* REQUIREMENT: Your answer must be a single number: how many lines in the records include the word "Option".

(Beginning of RECORDED INFORMATION)

//! lakeio CLI - Tablet metadata admin tool
//!
//! Inspects and creates tablet metadata in a local redb-backed store.

use anyhow::{Context, Result};
use clap::{Parser, Subcommand};
use lakeio_common::{LakeConfig, TabletId, Version};
use lakeio_store::{Codec, RedbStore};
use lakeio_tablet::{CreateTabletRequest, SchemaSpec, TabletManager, VersionedTablet};
use std::path::PathBuf;
use std::sync::Arc;
use tracing::info;
use tracing_subscriber::{layer::SubscriberExt, util::SubscriberInitExt};

#[derive(Parser, Debug)]
#[command(name = "lakeio-cli")]
#[command(about = "lakeio tablet metadata admin CLI")]
#[command(version)]
struct Args {
    /// Configuration file
    #[arg(short, long, default_value = "lakeio.toml")]
    config: PathBuf,

    /// Metadata store file (overrides the config)
    #[arg(long, env = "LAKEIO_STORE_PATH")]
    store_path: Option<PathBuf>,

    /// Location root (overrides the config)
    #[arg(long)]
    root: Option<String>,

    /// Log level
    #[arg(long, default_value = "warn")]
    log_level: String,

    #[command(subcommand)]
    command: Commands,
}

#[derive(Subcommand, Debug)]
enum Commands {
    /// Print tablet metadata as JSON
    Show {
        /// Tablet ID
        tablet_id: TabletId,
        /// Version (newest listed version if omitted)
        #[arg(short, long)]
        version: Option<Version>,
    },
    /// List the persisted versions of a tablet
    List {
        /// Tablet ID
        tablet_id: TabletId,
    },
    /// Print the schema of a tablet
    Schema {
        /// Tablet ID
        tablet_id: TabletId,
        /// Version (newest listed version if omitted)
        #[arg(short, long)]
        version: Option<Version>,
    },
    /// Create a tablet from a JSON schema description
    Create {
        /// Tablet ID
        tablet_id: TabletId,
        /// JSON file with `id`, `keys_type` and `columns`
        #[arg(short, long)]
        schema: PathBuf,
        /// Derive column ids from this tablet
        #[arg(long)]
        base_tablet: Option<TabletId>,
        /// Skip the shared schema file
        #[arg(long)]
        no_schema_file: bool,
        /// Write to the initial-metadata location
        #[arg(long)]
        creation_optimization: bool,
    },
    /// Show the rowsets a tablet gained in a version window
    Capture {
        /// Tablet ID
        tablet_id: TabletId,
        /// First version of the window
        from: Version,
        /// Last version of the window
        to: Version,
    },
}

/// The tablet at `version`, or at the newest version found by listing
fn resolve_tablet(
    manager: &TabletManager,
    tablet_id: TabletId,
    version: Option<Version>,
) -> Result<VersionedTablet<'_>> {
    let metadata = match version {
        Some(version) => manager.get_tablet_metadata(tablet_id, version)?,
        None => manager.get_latest_tablet_metadata(tablet_id)?,
    };
    Ok(VersionedTablet::new(manager, metadata))
}

fn main() -> Result<()> {
    // Parse command line arguments
    let args = Args::parse();

    // Initialize logging
    tracing_subscriber::registry()
        .with(
            tracing_subscriber::EnvFilter::try_from_default_env()
                .unwrap_or_else(|_| args.log_level.clone().into()),
        )
        .with(tracing_subscriber::fmt::layer())
        .init();

    let mut config = LakeConfig::load(&args.config)?;
    if let Some(path) = args.store_path {
        config.store.path = path;
    }
    if let Some(root) = args.root {
        config.store.root = root;
    }
    info!("Using metadata store {:?}", config.store.path);

    let store = Arc::new(RedbStore::open(&config.store.path)?);
    let manager = TabletManager::from_config(&config, store);

    match args.command {
        Commands::Show { tablet_id, version } => {
            let tablet = resolve_tablet(&manager, tablet_id, version)?;
            println!("{}", Codec::to_json_pretty(tablet.metadata().as_ref())?);
        }
        Commands::List { tablet_id } => {
            println!("{:<20} {:>10} {:>16}", "VERSION", "ROWSETS", "SCHEMA");
            for metadata in manager.list_tablet_metadata(tablet_id)? {
                let metadata = metadata?;
                println!(
                    "{:<20} {:>10} {:>16}",
                    metadata.version,
                    metadata.rowsets.len(),
                    metadata.schema.id
                );
            }
        }
        Commands::Schema { tablet_id, version } => {
            let tablet = resolve_tablet(&manager, tablet_id, version)?;
            let schema = tablet.get_schema()?;
            println!(
                "Schema {} (version {}, {}, next column id {})",
                schema.id, schema.schema_version, schema.keys_type, schema.next_column_unique_id
            );
            for column in &schema.columns {
                println!(
                    "  {:>4}  {:<24} {:<16}{}{}",
                    column.unique_id,
                    column.name,
                    column.column_type,
                    if column.is_key { " KEY" } else { "" },
                    if column.is_nullable { " NULL" } else { "" }
                );
            }
        }
        Commands::Create {
            tablet_id,
            schema,
            base_tablet,
            no_schema_file,
            creation_optimization,
        } => {
            let contents = std::fs::read_to_string(&schema)
                .with_context(|| format!("reading {}", schema.display()))?;
            let spec: SchemaSpec = serde_json::from_str(&contents)
                .with_context(|| format!("parsing {}", schema.display()))?;

            let mut request =
                CreateTabletRequest::new(tablet_id, spec).with_tablet_config(&config.tablet);
            request.base_tablet_id = base_tablet;
            if no_schema_file {
                request.create_schema_file = false;
            }
            if creation_optimization {
                request.enable_tablet_creation_optimization = true;
            }
            let metadata = manager.create_tablet(&request)?;
            println!(
                "Created tablet {} with schema {} ({} columns)",
                metadata.id,
                metadata.schema.id,
                metadata.schema.num_columns()
            );
        }
        Commands::Capture {
            tablet_id,
            from,
            to,
        } => {
            let captured = manager.capture_tablet_and_rowsets(tablet_id, from, to)?;
            println!(
                "Tablet {} version {}: {} rowsets in [{from}, {to}]",
                captured.tablet.id(),
                captured.tablet.version(),
                captured.rowsets.len()
            );
            for rowset in &captured.rowsets {
                println!(
                    "  rowset {:>8}  rows {:>12}  bytes {:>14}",
                    rowset.id, rowset.num_rows, rowset.data_size
                );
            }
        }
    }

    Ok(())
}

#[cfg(test)]
mod tests {
    use super::*;
    use lakeio_store::{FixedLocationProvider, MemoryStore};
    use lakeio_tablet::ColumnSpec;

    #[test]
    fn test_resolve_tablet_prefers_newest_version() {
        let manager = TabletManager::new(
            Arc::new(MemoryStore::new()),
            Arc::new(FixedLocationProvider::new("lake")),
            1 << 20,
        );
        let mut request = CreateTabletRequest::new(
            7,
            SchemaSpec::new(1, vec![ColumnSpec::new("c0", "INT").key()]),
        );
        request.enable_tablet_creation_optimization = true;
        let created = manager.create_tablet(&request).unwrap();

        let mut newer = created.as_ref().clone();
        newer.version = 5;
        manager.put_tablet_metadata(newer).unwrap();

        assert_eq!(resolve_tablet(&manager, 7, None).unwrap().version(), 5);
        assert_eq!(resolve_tablet(&manager, 7, Some(1)).unwrap().version(), 1);
        assert!(resolve_tablet(&manager, 8, None).is_err());
    }
}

(End of RECORDED INFORMATION)

* OUTPUT OF THE TASK: 6